To answer that question, Help Squad turned to Peter Morjal, longtime owner of Acorn Landscaping in Niles, for some recommendations. He advises the following:
Watch plants for signs of stress, such as wilting leaves. Basically anything in excess is not good and can result in a serious wilt. Avoid too much fertilizer, too much or too little water, and too much or too little sun. Re-plant potted plants that have become root-bound, and watch for signs of disease indicated by wilted, discolored and/or spotted leaves.
Inspect rose bushes for black spot (round black spots found on the surface of a bush’s leaves that result in the surrounding foliage turning yellow and falling off). This fungus can weaken the plant not just for the current season but the following season as well, and it becomes more prevalent when weather is consistently humid, as it tends to be in the Chicago area in August. To avoid, minimize overexposure to moisture: be sure bushes are planted in full sun with good circulation, don’t over-water and remove infected leaves from both the plant and garden bed.
Trim trees, shrubs and bushes that have already flowered. Though it may be tempting to prune these plants in the spring because you want to get a head start on your gardening, it is best to trim them after they have bloomed, in July or August, as many trees and bushes establish their buds in the fall for the next season.
Check your mulch. Beds should be covered in a two- to three-inch layer to control weed growth, prevent water from evaporating from the soil and maintain a constant soil temperature. This is important in the summer as well as the winter, as mulch will protect roots close to the surface from both excessive heat and freezing, so be sure to have a good layer on before the cold weather arrives. Decomposing mulch also adds organic nutrients to the soil.
Deadhead spent annuals and perennials (trim or pinch off the plants’ brown or withered flowers). The reason deadheading is important is that more flowers are produced only when a plant senses there are no dead or dying flowers available for re-seeding. This has two benefits: plants continue to bloom through the end of the season and they are healthier going into the fall and winter.
A beautiful, healthy garden is incomplete if the lawn surrounding it is sub-par, so Morjal concludes with the following pointers for a strong, healthy lawn:
Cut grass to a height of no less than three inches to discourage weeds from germinating and to establish deep roots.
Water grass at least once per week in the early morning. Done late in the day, blades stay wet overnight, running a greater risk of developing fungus. The result is comparable to putting a baby to bed with a wet diaper.

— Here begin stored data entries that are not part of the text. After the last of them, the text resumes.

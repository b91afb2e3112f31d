//! The `DispatchCoordinator` and its cycle logic.

use std::collections::HashSet;
use std::sync::Arc;
use std::time::Duration;

use parking_lot::Mutex;
use tracing::{debug, info, warn};

use dispatch_core::{DispatchRng, PlanePoint, SimParams};
use dispatch_orders::LedgerError;

use crate::{
    AssignmentPair, CycleSummary, DriverSummary, Optimizer, OptimizerError, OptimizerRequest,
    OrderSummary, SharedFleet, SharedLedger, SkipReason, SkippedPair,
};

/// Default ceiling on one optimizer call.  A slow optimizer only delays its
/// own cycle — ticks keep running — but an unbounded wait would pin the
/// still-pending orders forever.
const DEFAULT_OPTIMIZER_TIMEOUT: Duration = Duration::from_secs(5);

/// Orchestrates one-shot batch assignment of deliverable orders to idle
/// drivers.
///
/// Construction wires in the two shared collections and the optimizer; see
/// the crate docs for the cycle phases.  The coordinator is `Send + Sync`
/// and cheap to share — cycles may be triggered manually (operator command)
/// or from a periodic task.
pub struct DispatchCoordinator {
    ledger: SharedLedger,
    fleet: SharedFleet,
    optimizer: Arc<dyn Optimizer>,
    params: SimParams,
    /// Source of claim destinations — the demo stand-in for a real routing
    /// decision (see `SimParams` waypoint bounds).
    waypoints: Mutex<DispatchRng>,
    optimizer_timeout: Duration,
}

impl DispatchCoordinator {
    pub fn new(
        ledger: SharedLedger,
        fleet: SharedFleet,
        optimizer: Arc<dyn Optimizer>,
        params: SimParams,
        waypoint_rng: DispatchRng,
    ) -> Self {
        Self {
            ledger,
            fleet,
            optimizer,
            params,
            waypoints: Mutex::new(waypoint_rng),
            optimizer_timeout: DEFAULT_OPTIMIZER_TIMEOUT,
        }
    }

    /// Override the optimizer call ceiling.
    pub fn with_optimizer_timeout(mut self, timeout: Duration) -> Self {
        self.optimizer_timeout = timeout;
        self
    }

    /// Run one dispatch cycle.  Never fails — every outcome is a summary.
    pub async fn run_dispatch_cycle(&self) -> CycleSummary {
        // ── Phase 1: snapshot inputs under short-lived locks ──────────────
        let orders: Vec<OrderSummary> = {
            let ledger = self.ledger.lock();
            ledger
                .list_deliverable()
                .into_iter()
                .map(|o| OrderSummary {
                    id: o.id,
                    customer: o.customer.clone(),
                    created_unix_ms: o.created_unix_ms,
                })
                .collect()
        };
        if orders.is_empty() {
            // No deliverable work: skip the external call entirely.
            debug!("dispatch cycle: no deliverable orders, optimizer not called");
            return CycleSummary::no_pending();
        }

        let drivers: Vec<DriverSummary> = {
            let fleet = self.fleet.lock();
            fleet
                .list_available()
                .into_iter()
                .map(|d| DriverSummary {
                    id: d.id,
                    name: d.name.clone(),
                    position: d.position,
                })
                .collect()
        };

        let order_ids: HashSet<_> = orders.iter().map(|o| o.id).collect();
        let driver_ids: HashSet<_> = drivers.iter().map(|d| d.id).collect();

        // ── Phase 2: await the optimizer with no locks held ───────────────
        let request = OptimizerRequest { orders, drivers };
        let pairs = match self.propose_with_timeout(request).await {
            Ok(pairs) => pairs,
            Err(e) => {
                warn!(error = %e, "dispatch cycle: optimizer failed, 0 assigned, retry pending");
                return CycleSummary {
                    optimizer_error: Some(e.to_string()),
                    ..CycleSummary::default()
                };
            }
        };

        // ── Phases 3+4: validate and apply, pair-by-pair in returned order ─
        let mut summary = CycleSummary::default();

        // Lock ordering: ledger, then fleet (see `shared`).  The apply loop
        // is pure compute, so holding both for the batch keeps each pair's
        // two-step write invisible to concurrent readers.
        let mut ledger = self.ledger.lock();
        let mut fleet = self.fleet.lock();

        for pair in pairs {
            let AssignmentPair { order_id, driver_id } = pair;

            // Defensive validation: the optimizer may not invent ids.
            let invalid = if !order_ids.contains(&order_id) {
                Some(SkipReason::UnknownOrder)
            } else if !driver_ids.contains(&driver_id) {
                Some(SkipReason::UnknownDriver)
            } else {
                None
            };
            if let Some(reason) = invalid {
                warn!(%order_id, %driver_id, %reason, "dropping invalid optimizer pair");
                summary.skipped.push(SkippedPair { order_id, driver_id, reason });
                continue;
            }

            // Two-step apply: order first, then driver.  Either both land or
            // the order side is unwound — an assigned order always has a
            // genuinely busy driver.
            if let Err(e) = ledger.assign_driver(order_id, driver_id) {
                let reason = match e {
                    LedgerError::AlreadyAssigned(_) => SkipReason::OrderAlreadyAssigned,
                    _ => SkipReason::OrderNotDeliverable,
                };
                warn!(%order_id, %driver_id, %reason, "skipping pair");
                summary.skipped.push(SkippedPair { order_id, driver_id, reason });
                continue;
            }

            let destination = self.random_destination();
            if let Err(e) = fleet.claim(driver_id, destination) {
                // Unwind the order side before skipping.  The order was
                // assigned a moment ago under this same lock, so the clear
                // cannot miss.
                if let Err(clear_err) = ledger.clear_driver(order_id) {
                    warn!(%order_id, error = %clear_err, "failed to unwind assignment");
                }
                warn!(%order_id, %driver_id, error = %e, "skipping pair: claim failed");
                summary.skipped.push(SkippedPair {
                    order_id,
                    driver_id,
                    reason: SkipReason::DriverNotAvailable,
                });
                continue;
            }

            summary.assigned += 1;
        }

        info!(
            assigned = summary.assigned,
            skipped = summary.skipped.len(),
            "dispatch cycle complete"
        );
        summary
    }

    // ── Internal ──────────────────────────────────────────────────────────

    async fn propose_with_timeout(
        &self,
        request: OptimizerRequest,
    ) -> Result<Vec<AssignmentPair>, OptimizerError> {
        let timeout = self.optimizer_timeout;
        match tokio::time::timeout(timeout, self.optimizer.propose(request)).await {
            Ok(result) => result,
            Err(_) => Err(OptimizerError::Timeout {
                elapsed_ms: timeout.as_millis() as u64,
            }),
        }
    }

    fn random_destination(&self) -> PlanePoint {
        let mut rng = self.waypoints.lock();
        PlanePoint::new(
            rng.gen_range(self.params.waypoint_min..=self.params.waypoint_max),
            rng.gen_range(self.params.waypoint_min..=self.params.waypoint_max),
        )
    }
}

Let clippings stay on your lawn to recycle. Contrary to popular belief, this does not cause thatch build-up. Clippings are full of nutrients that, as they decompose, are added back into the soil.
Core aerate, over-seed and fertilize mid-August to mid-September to repair any damage summer may have caused and prepare your lawn for winter.
By following these few simple steps now you will help to ensure that your lawn and plants are blooming to their fullest. The added bonus is that you may also eliminate the need to spend money in the spring to treat and replace flora damaged by another harsh winter!